Bug #27808 Infinite looping in circular replication
Submitted: 13 Apr 2007 13:02 Modified: 22 Oct 2008 6:44
Reporter: Lars Thalmann Email Updates:
Status: Duplicate Impact on me:
None 
Category:MySQL Server: Replication Severity:S3 (Non-critical)
Version:5.1 OS:Any
Assigned to: Assigned Account CPU Architecture:Any
Triage: D2 (Serious)

[13 Apr 2007 13:02] Lars Thalmann
Description:
There are two cases when events can loop forever.

1. If a server fails in circular replication
   and the user fail-over the replication.

2. When using a cluster and an event is created at 
   a cluster server and the event is received by the same
   cluster later by another server.
   
Example for case 1
------------------
Consider the following scenario:

- Replication in circle of three servers: A->B->C->A.
- Server B fails
- User lets C replicate from A instead: A->C->A.

If, at the time B fails, there was an event 
generated by B which has arrived at A, 
but not yet received back to B then this event 
will loop forever in the circle A->C->A.

Example for case 2
------------------
Consider the following scenario:

- One cluster with MySQL servers A,B.
- One cluster with MySQL servers C,D.
- Replication A->C, D->B.

Any row changed at A, will be replicated A->C, D->B and at B 
it will be applied for the second time in the same cluster.

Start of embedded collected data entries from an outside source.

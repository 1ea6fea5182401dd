//! Per-frame simulation step
//!
//! One call advances a running session by exactly one frame. The order of
//! the stages is part of the game rules: a pipe is collision-checked right
//! after it moves and before its pass check, so a bird cannot score on the
//! frame it dies.

use rand::Rng;

use super::collision::{Impact, bird_bounds_collision, bird_pipe_collision};
use super::obstacle::{Pipe, purge_offscreen, spawn_due};
use super::particles::{spawn_burst, update_particles};
use super::scoring::{check_pass, ramp_speed};
use super::state::{GameEvent, Session, Sky};
use crate::consts::{GROUND_SCROLL, GROUND_TILE};
use crate::highscores::BestScore;
use crate::tuning::Tuning;

/// Result of one frame
#[derive(Debug, Clone, Default)]
pub struct TickOutcome {
    pub events: Vec<GameEvent>,
    /// The run ended this frame; the session must not be ticked again
    pub crashed: Option<Impact>,
}

/// Advance the session and scenery by one frame
///
/// `now_ms` is the host's monotonically increasing frame timestamp, used only
/// to pace pipe spawns. `best` is raised in place when the score passes it.
pub fn tick<R: Rng>(
    session: &mut Session,
    sky: &mut Sky,
    best: &mut BestScore,
    now_ms: f64,
    tuning: &Tuning,
    rng: &mut R,
) -> TickOutcome {
    let mut out = TickOutcome::default();
    session.frames += 1;

    session.bird.step();

    if let Some(impact) = bird_bounds_collision(&session.bird) {
        crash(session, impact, tuning, rng, &mut out);
        return out;
    }

    sky.drift(rng);

    if spawn_due(
        session.last_spawn_ms,
        now_ms,
        tuning.spawn_interval_ms,
        session.speed,
    ) {
        let pipe = Pipe::spawn(rng, tuning);
        out.events.push(GameEvent::Spawned {
            gap_top: pipe.gap_top,
        });
        session.pipes.push(pipe);
        session.last_spawn_ms = Some(now_ms);
    }

    let bird_x = session.bird.pos.x;
    let mut hit = false;
    for pipe in &mut session.pipes {
        pipe.scroll(session.speed);

        if bird_pipe_collision(&session.bird, pipe, session.gap) {
            hit = true;
            break;
        }

        if check_pass(pipe, bird_x) {
            session.score += 1;
            out.events.push(GameEvent::Scored {
                score: session.score,
            });

            if best.record(session.score) {
                session.new_best = true;
                out.events.push(GameEvent::NewBest { best: best.value });
            }

            let speed = ramp_speed(session.score, session.speed, tuning);
            if speed > session.speed {
                session.speed = speed;
                out.events.push(GameEvent::SpeedUp { speed });
            }
        }
    }
    if hit {
        crash(session, Impact::Pipe, tuning, rng, &mut out);
        return out;
    }
    purge_offscreen(&mut session.pipes);

    update_particles(&mut session.particles);

    session.ground_offset = (session.ground_offset - GROUND_SCROLL * session.speed) % GROUND_TILE;

    out
}

fn crash<R: Rng>(
    session: &mut Session,
    impact: Impact,
    tuning: &Tuning,
    rng: &mut R,
    out: &mut TickOutcome,
) {
    let pos = session.bird.pos;
    spawn_burst(&mut session.particles, pos, tuning.crash_burst, tuning, rng);
    log::info!(
        "Crashed into {:?} at frame {} with score {}",
        impact,
        session.frames,
        session.score
    );
    out.events.push(GameEvent::Crashed { impact, pos });
    out.crashed = Some(impact);
}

(This bug is weakly related to BUG#17095.)

How to repeat:
See scenarios above.

Suggested fix:
Introduce possibility to filter events from multiple masters 
on a slave:

  CHANGE MASTER SERVER_ID_FILTER=<list of server ids>;

Example:

  CHANGE MASTER SERVER_ID_FILTER=1,2,3;

The intension of this is that the slave will filter all events that
has originating server id either 1, 2, or 3.
[16 Apr 2007 21:37] Lars Thalmann
This is how one would issue the statement:

Case 1:
-------
When the server B fails in A->B->C->A, one would:

1. Wait for C to process its entire relay log.  Then as much info from
   B as possible have been received by C.

2. Execute on server C, CHANGE MASTER TO SERVER_ID_FILTER=B,C
   (where B,C are the numbers representing the servers)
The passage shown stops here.